New Delhi, Mar 22: The Narendra Modi government has initiated the process of pruning the number of tribunals functioning in the country as many of them are performing "identical functions".
The move is in tune with Modi's policy of doing away with laws and procedures which create confusion and obstruct smooth governance.
The Department of Legal Affairs in the Law Ministry has written to all Union ministries and departments to furnish details of tribunals functioning under their administrative control and explain the "possibility of merging the functions of tribunals with some other tribunals".

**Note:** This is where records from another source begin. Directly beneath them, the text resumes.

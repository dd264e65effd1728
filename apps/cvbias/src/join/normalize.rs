use std::collections::BTreeMap;
use std::sync::OnceLock;

use regex::Regex;
use serde_json::Value;
use tracing::debug;

use crate::models::{Category, Entry, NOT_FOUND};

/// Embedded JSON recovered from an error record is normalized again, but only once.
const MAX_RECOVERY_DEPTH: u8 = 1;

fn embedded_object_pattern() -> &'static Regex {
    static PATTERN: OnceLock<Regex> = OnceLock::new();
    PATTERN.get_or_init(|| Regex::new(r"(?s)(\{.*\})").expect("static regex is valid"))
}

/// Normalizes one raw extractor payload into the canonical entry list for `category`.
///
/// Container shapes are tried in priority order:
/// 1. a list is used as-is;
/// 2. an object holding a known wrapper key (`experiences`, `studies`, `education`,
///    `interests`) whose value is a list is unwrapped;
/// 3. an object that looks like a single entry (has the category's diagnostic key)
///    becomes a one-element list;
/// 4. an `{"error": .., "raw_text": ..}` record has its first `{...}` span re-parsed;
/// 5. anything else is an empty list.
///
/// Every field map is then completed with the category schema so a missing key and
/// an explicit `"not found"` produce the same shape.
pub fn normalize_payload(category: Category, payload: &Value) -> Vec<Entry> {
    normalize_with_depth(category, payload, 0)
}

fn normalize_with_depth(category: Category, payload: &Value, depth: u8) -> Vec<Entry> {
    match payload {
        Value::Array(items) => items
            .iter()
            .filter_map(|item| to_entry(category, item))
            .collect(),
        Value::Object(map) => {
            for key in category.wrapper_keys() {
                if let Some(Value::Array(items)) = map.get(*key) {
                    return items
                        .iter()
                        .filter_map(|item| to_entry(category, item))
                        .collect();
                }
            }

            if let Some(key) = category.diagnostic_key() {
                if map.contains_key(key) {
                    return to_entry(category, payload).into_iter().collect();
                }
            }

            if map.contains_key("error") {
                return recover_from_error_record(category, map.get("raw_text"), depth);
            }

            Vec::new()
        }
        _ => Vec::new(),
    }
}

fn recover_from_error_record(category: Category, raw_text: Option<&Value>, depth: u8) -> Vec<Entry> {
    if depth >= MAX_RECOVERY_DEPTH {
        return Vec::new();
    }
    let Some(text) = raw_text.and_then(Value::as_str) else {
        return Vec::new();
    };
    let Some(span) = embedded_object_pattern()
        .captures(text)
        .and_then(|caps| caps.get(1))
    else {
        return Vec::new();
    };

    match serde_json::from_str::<Value>(span.as_str()) {
        Ok(recovered) => normalize_with_depth(category, &recovered, depth + 1),
        Err(e) => {
            debug!(category = %category, error = %e, "embedded JSON in error record is unparseable");
            Vec::new()
        }
    }
}

fn to_entry(category: Category, item: &Value) -> Option<Entry> {
    match item {
        Value::Null => None,
        Value::String(s) => {
            let trimmed = s.trim();
            if trimmed.is_empty() {
                None
            } else {
                Some(Entry::Text(trimmed.to_string()))
            }
        }
        Value::Bool(_) | Value::Number(_) => Some(Entry::Text(item.to_string())),
        Value::Array(_) => None,
        Value::Object(map) => {
            let mut fields: BTreeMap<String, Value> = map
                .iter()
                .map(|(k, v)| (k.clone(), complete_value(v)))
                .collect();
            for key in category.schema_keys() {
                fields
                    .entry((*key).to_string())
                    .or_insert_with(|| Value::String(NOT_FOUND.to_string()));
            }
            Some(Entry::Fields(fields))
        }
    }
}

fn complete_value(value: &Value) -> Value {
    match value {
        Value::Null => Value::String(NOT_FOUND.to_string()),
        Value::String(s) if s.trim().is_empty() => Value::String(NOT_FOUND.to_string()),
        other => other.clone(),
    }
}

#[cfg(test)]
mod tests {
    use super::*;
    use serde_json::json;

    /// The field's text when it carries information.
    fn field(entry: &Entry, key: &str) -> Option<String> {
        entry
            .meaningful_pairs()
            .into_iter()
            .find(|(k, _)| k == key)
            .map(|(_, v)| v)
    }

    #[test]
    fn test_list_is_used_as_is() {
        let entries = normalize_payload(Category::Interests, &json!(["Chess", " ", null, "Go"]));
        assert_eq!(entries, vec![Entry::text("Chess"), Entry::text("Go")]);
    }

    #[test]
    fn test_wrapper_key_is_unwrapped() {
        let payload = json!({"education": [{"university": "Lyon 2"}]});
        let entries = normalize_payload(Category::Studies, &payload);
        assert_eq!(entries.len(), 1);
        assert_eq!(field(&entries[0], "university").as_deref(), Some("Lyon 2"));
    }

    #[test]
    fn test_single_entry_object_is_wrapped() {
        let payload = json!({"university": "EPFL", "level_of_degree": "Master"});
        let entries = normalize_payload(Category::Studies, &payload);
        assert_eq!(entries.len(), 1);
    }

    #[test]
    fn test_error_record_recovers_embedded_json() {
        let payload = json!({
            "error": "JSON Parse Error",
            "raw_text": "Here you go: {\"studies\": [{\"university\": \"INSA\"}]} hope it helps"
        });
        let entries = normalize_payload(Category::Studies, &payload);
        assert_eq!(entries.len(), 1);
        assert_eq!(field(&entries[0], "university").as_deref(), Some("INSA"));
    }

    #[test]
    fn test_error_record_without_json_is_empty() {
        let payload = json!({"error": "Timeout"});
        assert!(normalize_payload(Category::Experiences, &payload).is_empty());
        let payload = json!({"error": "JSON Parse Error", "raw_text": "{broken"});
        assert!(normalize_payload(Category::Experiences, &payload).is_empty());
    }

    #[test]
    fn test_unknown_shape_is_empty() {
        assert!(normalize_payload(Category::Studies, &json!({"foo": 1})).is_empty());
        assert!(normalize_payload(Category::Studies, &json!(42)).is_empty());
    }

    #[test]
    fn test_not_found_sentinel_and_missing_key_normalize_identically() {
        let explicit = json!([{"company": "Google", "job_title": "Engineer",
            "description": "not found", "location": "not found", "dates": "2020"}]);
        let missing = json!([{"company": "Google", "job_title": "Engineer", "dates": "2020"}]);
        let with_null = json!([{"company": "Google", "job_title": "Engineer",
            "description": null, "location": "", "dates": "2020"}]);
        let a = normalize_payload(Category::Experiences, &explicit);
        assert_eq!(a, normalize_payload(Category::Experiences, &missing));
        assert_eq!(a, normalize_payload(Category::Experiences, &with_null));
    }

    #[test]
    fn test_extra_keys_are_preserved() {
        let entries = normalize_payload(Category::Studies, &json!([{"university": "Lyon", "city": "Lyon"}]));
        assert_eq!(field(&entries[0], "city").as_deref(), Some("Lyon"));
        assert_eq!(field(&entries[0], "field"), None);
    }
}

The Law Ministry is of the view that there is a possibility that some of the tribunals can be "converged/ merged" to avoid "overlapping/identical functions" being discharged by them.
There are over 35 tribunals functioning in the country dealing with subjects such as income tax, electricity, consumer protection, company laws and railway accidents.
The move by the government comes close on the heels of a proposal floated by the Water Resources Ministry some time back to amend the Inter-State River Water Disputes Act, 1956, to scrap the five inter-state water dispute resolution tribunals and replace them with a single permanent tribunal.
The move to scrap the existing tribunals and replace them with one body was first mooted by the then Law Minister M Veerappa Moily in 2011.
The Water Resources Ministry plans to have a 'standing tribunal' for the purpose which would have several members. The members could be posted to various benches and one bench of three members could deal with more than one dispute.
A few years ago, the Law Ministry had sought administrative control over all tribunals functioning in the country citing a 1997 Supreme Court order in the L Chandra Kumar Vs Union of India case.
It had said, "We are of the view that, until a wholly independent agency for the administration of all such tribunals can be set-up, it is desirable that all such tribunals should be, as far as possible, under a single nodal ministry which will be in a position to oversee the working of these tribunals."
For a number of reasons, that ministry should appropriately be the Ministry of Law." But amid protests by various ministries, the proposal failed to take off.